$91.1 Million for a Dead Man's Story

The Michael Jackson biopic opened to $91.1 million at the global box office, setting a record for music biopics. That number isn't just a Hollywood win — it's a data point for every rights holder, estate manager, and catalogue investor paying attention.

The biopic business has become one of the more reliable revenue levers for legacy music IP. *Bohemian Rhapsody*, *Rocketman*, *Elvis* — each one drove streaming spikes, catalogue sales, and licensing activity that outlasted the theatrical run. The Jackson film follows the same playbook, and the opening weekend suggests it's executing it well.

For the estate and its partners, the box office is almost secondary to what comes next: the sync deals, the playlist placements, the merch, the documentary follow-ons. A $91.1 million opening is a marketing event as much as it is a revenue event.

Lionel Richie Wants to Own His Voice

On the other end of the week's news, Lionel Richie is pursuing a trademark on his own voice. This is not a copyright claim on a recording — it's an attempt to establish his vocal timbre and delivery as a protectable commercial identity.

The legal distinction matters. Copyright covers a specific fixed work. A trademark, if granted, would cover the use of something that sounds like Lionel Richie in a commercial context — which is exactly the kind of protection that becomes relevant when an AI can generate a convincing vocal clone in minutes.
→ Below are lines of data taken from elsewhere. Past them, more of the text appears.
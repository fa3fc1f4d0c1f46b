use std::time::Duration;

use jsonwebtoken::{decode, encode, DecodingKey, EncodingKey, Header, Validation};
use time::{Duration as TimeDuration, OffsetDateTime};
use tracing::debug;

use crate::auth::claims::{Claims, TokenKind};
use crate::auth::repo_types::User;
use crate::config::JwtConfig;

/// Holds JWT signing and verification keys with config data.
#[derive(Clone)]
pub struct JwtKeys {
    pub encoding: EncodingKey,
    pub decoding: DecodingKey,
    pub issuer: String,
    pub audience: String,
    pub access_ttl: Duration,
    pub refresh_ttl: Duration,
}

impl From<&JwtConfig> for JwtKeys {
    fn from(cfg: &JwtConfig) -> Self {
        Self {
            encoding: EncodingKey::from_secret(cfg.secret.as_bytes()),
            decoding: DecodingKey::from_secret(cfg.secret.as_bytes()),
            issuer: cfg.issuer.clone(),
            audience: cfg.audience.clone(),
            access_ttl: Duration::from_secs((cfg.ttl_minutes.max(0) as u64) * 60),
            refresh_ttl: Duration::from_secs((cfg.refresh_ttl_minutes.max(0) as u64) * 60),
        }
    }
}

impl JwtKeys {
    fn sign_with_kind(&self, user: &User, kind: TokenKind) -> anyhow::Result<String> {
        let now = OffsetDateTime::now_utc();
        let ttl = match kind {
            TokenKind::Access => self.access_ttl,
            TokenKind::Refresh => self.refresh_ttl,
        };
        let exp = now + TimeDuration::seconds(ttl.as_secs() as i64);
        let claims = Claims {
            sub: user.id,
            roles: user.roles.clone(),
            iat: now.unix_timestamp() as usize,
            exp: exp.unix_timestamp() as usize,
            iss: self.issuer.clone(),
            aud: self.audience.clone(),
            kind,
        };
        let token = encode(&Header::default(), &claims, &self.encoding)?;
        debug!(user_id = %user.id, kind = ?kind, "jwt signed");
        Ok(token)
    }

    pub fn sign_access(&self, user: &User) -> anyhow::Result<String> {
        self.sign_with_kind(user, TokenKind::Access)
    }

    pub fn sign_refresh(&self, user: &User) -> anyhow::Result<String> {
        self.sign_with_kind(user, TokenKind::Refresh)
    }

    pub fn verify(&self, token: &str) -> anyhow::Result<Claims> {
        let mut validation = Validation::default();
        validation.set_audience(std::slice::from_ref(&self.audience));
        validation.set_issuer(std::slice::from_ref(&self.issuer));
        let data = decode::<Claims>(token, &self.decoding, &validation)?;
        debug!(user_id = %data.claims.sub, kind = ?data.claims.kind, "jwt verified");
        Ok(data.claims)
    }

    pub fn verify_access(&self, token: &str) -> anyhow::Result<Claims> {
        let claims = self.verify(token)?;
        if claims.kind != TokenKind::Access {
            anyhow::bail!("not an access token");
        }
        Ok(claims)
    }

    pub fn verify_refresh(&self, token: &str) -> anyhow::Result<Claims> {
        let claims = self.verify(token)?;
        if claims.kind != TokenKind::Refresh {
            anyhow::bail!("not a refresh token");
        }
        Ok(claims)
    }
}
Voice trademarking is not new in concept — Tom Waits famously won a case against Frito-Lay in 1992 over a sound-alike ad — but pursuing it proactively as a registered trademark is a different, more aggressive posture. It's the difference between suing after the fact and building a legal fence before anyone climbs over it.

The Same Pressure, Two Different Responses

What connects these two stories is the underlying question of who controls a musical identity once it escapes the original recordings.

For Jackson's estate, the answer has been active licensing and narrative management — the biopic is a controlled telling, not a passive one. For Richie, the answer is legal infrastructure built while he's still alive to enforce it.

Both responses are rational. The music industry has spent decades treating the song as the asset. The smarter money is now treating the artist — their voice, their image, their story — as the asset. The song is just one expression of it.

What This Means for the Business

The biopic record and the voice trademark bid aren't outliers. They're early signals of a broader shift in how music IP gets valued and defended.

Expect more estates to greenlight biopics and documentaries as catalogue activation tools. Expect more living artists to pursue voice and likeness protections before they need them. And expect the legal frameworks around both to get tested — loudly — over the next few years.

The industry has always been slow to update its IP instincts. This week is a reminder that the pace of change is not waiting for it to catch up.